New South Wales Heritage Register
- Official name: North Sydney Technical High School (former); St Peters Presbyterian School; St. Leonard's Public School; St. Leonard's Superior Public Boys' School; Greenwood Plaza; North Sydney Technical School
- Type: State heritage (complex / group)
- Designated: 2 April 1999
- Reference no.: 517
- Type: School – State (public)
- Category: Education
- Builders: W Jago

= North Sydney Technical High School =

Former school in Australia

North Sydney Technical High School is a heritage-listed former public school, Presbyterian school and education resource centre and now pub at 36 Blue Street, North Sydney, New South Wales, Australia.
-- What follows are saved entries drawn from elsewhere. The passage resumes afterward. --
/// Collaborator contracts the discovery cycle runs against.
///
/// The library never touches hardware. Firmware binaries implement these
/// traits for the real radio, GPS UART, clock and output; tests implement
/// them with scripted mocks.
use core::time::Duration;

use heapless::String;

use crate::frame::Observation;
use crate::nmea::DateTime;
use crate::report::{Report, Security};

/// One access point returned by an active scan.
#[derive(Debug, Clone, PartialEq)]
pub struct ScanResult {
    pub bssid: [u8; 6],
    pub ssid: String<32>,
    pub channel: u8,
    pub rssi: i8,
    pub security: Security,
}

/// The single shared WiFi radio.
///
/// Active scanning and promiscuous capture are mutually exclusive; the
/// controller only calls [`Radio::scan`] with promiscuous mode off and only
/// calls [`Radio::set_channel`] / [`Radio::capture`] with it on.
pub trait Radio {
    type Error: core::fmt::Debug;

    /// Blocking active scan. Each AP found is handed to `on_result` in
    /// driver order.
    fn scan(&mut self, on_result: &mut dyn FnMut(ScanResult)) -> Result<(), Self::Error>;

    fn set_promiscuous(&mut self, enabled: bool) -> Result<(), Self::Error>;

    fn set_channel(&mut self, channel: u8) -> Result<(), Self::Error>;

    /// Capture on the tuned channel for `window`, passing every data-frame
    /// observation to `sink`. Returns once the window has closed and no
    /// further observations for it will be delivered.
    fn capture(&mut self, window: Duration, sink: &mut dyn FnMut(Observation));
}

/// Line-oriented GPS byte stream.
pub trait GpsSource {
    /// Read whatever is buffered without waiting. Returning 0 is normal.
    fn read_nonblocking(&mut self, buf: &mut [u8]) -> usize;
}

/// GPS source for boards without a receiver attached.
pub struct NoGps;

impl GpsSource for NoGps {
    fn read_nonblocking(&mut self, _buf: &mut [u8]) -> usize {
        0
    }
}

/// Time services: bounded waits and wall-clock updates.
pub trait Clock {
    fn sleep(&mut self, duration: Duration);

    /// Called with UTC time decoded from the GPS.
    fn set_wall_clock(&mut self, time: &DateTime);

    fn uptime_ms(&self) -> u64;
}

/// Consumer of finished cycle reports (console, display, BLE, …).
pub trait ReportSink<const N: usize> {
    fn publish(&mut self, report: &Report<N>);
}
It was designed by George Allen Mansfield (original), William E. Kemp (1891 extension to north), Walter Liberty Vernon (1900 and 1902 addit and built from 1876 to 1877 by W Jago. It is also known as North Sydney Technical High School (former), St Peters Presbyterian School, St. Leonard's Public School, St. Leonard's Superior Public Boys' School, Greenwood Plaza and North Sydney Technical School. The property is privately owned. It was added to the New South Wales State Heritage Register on 2 April 1999.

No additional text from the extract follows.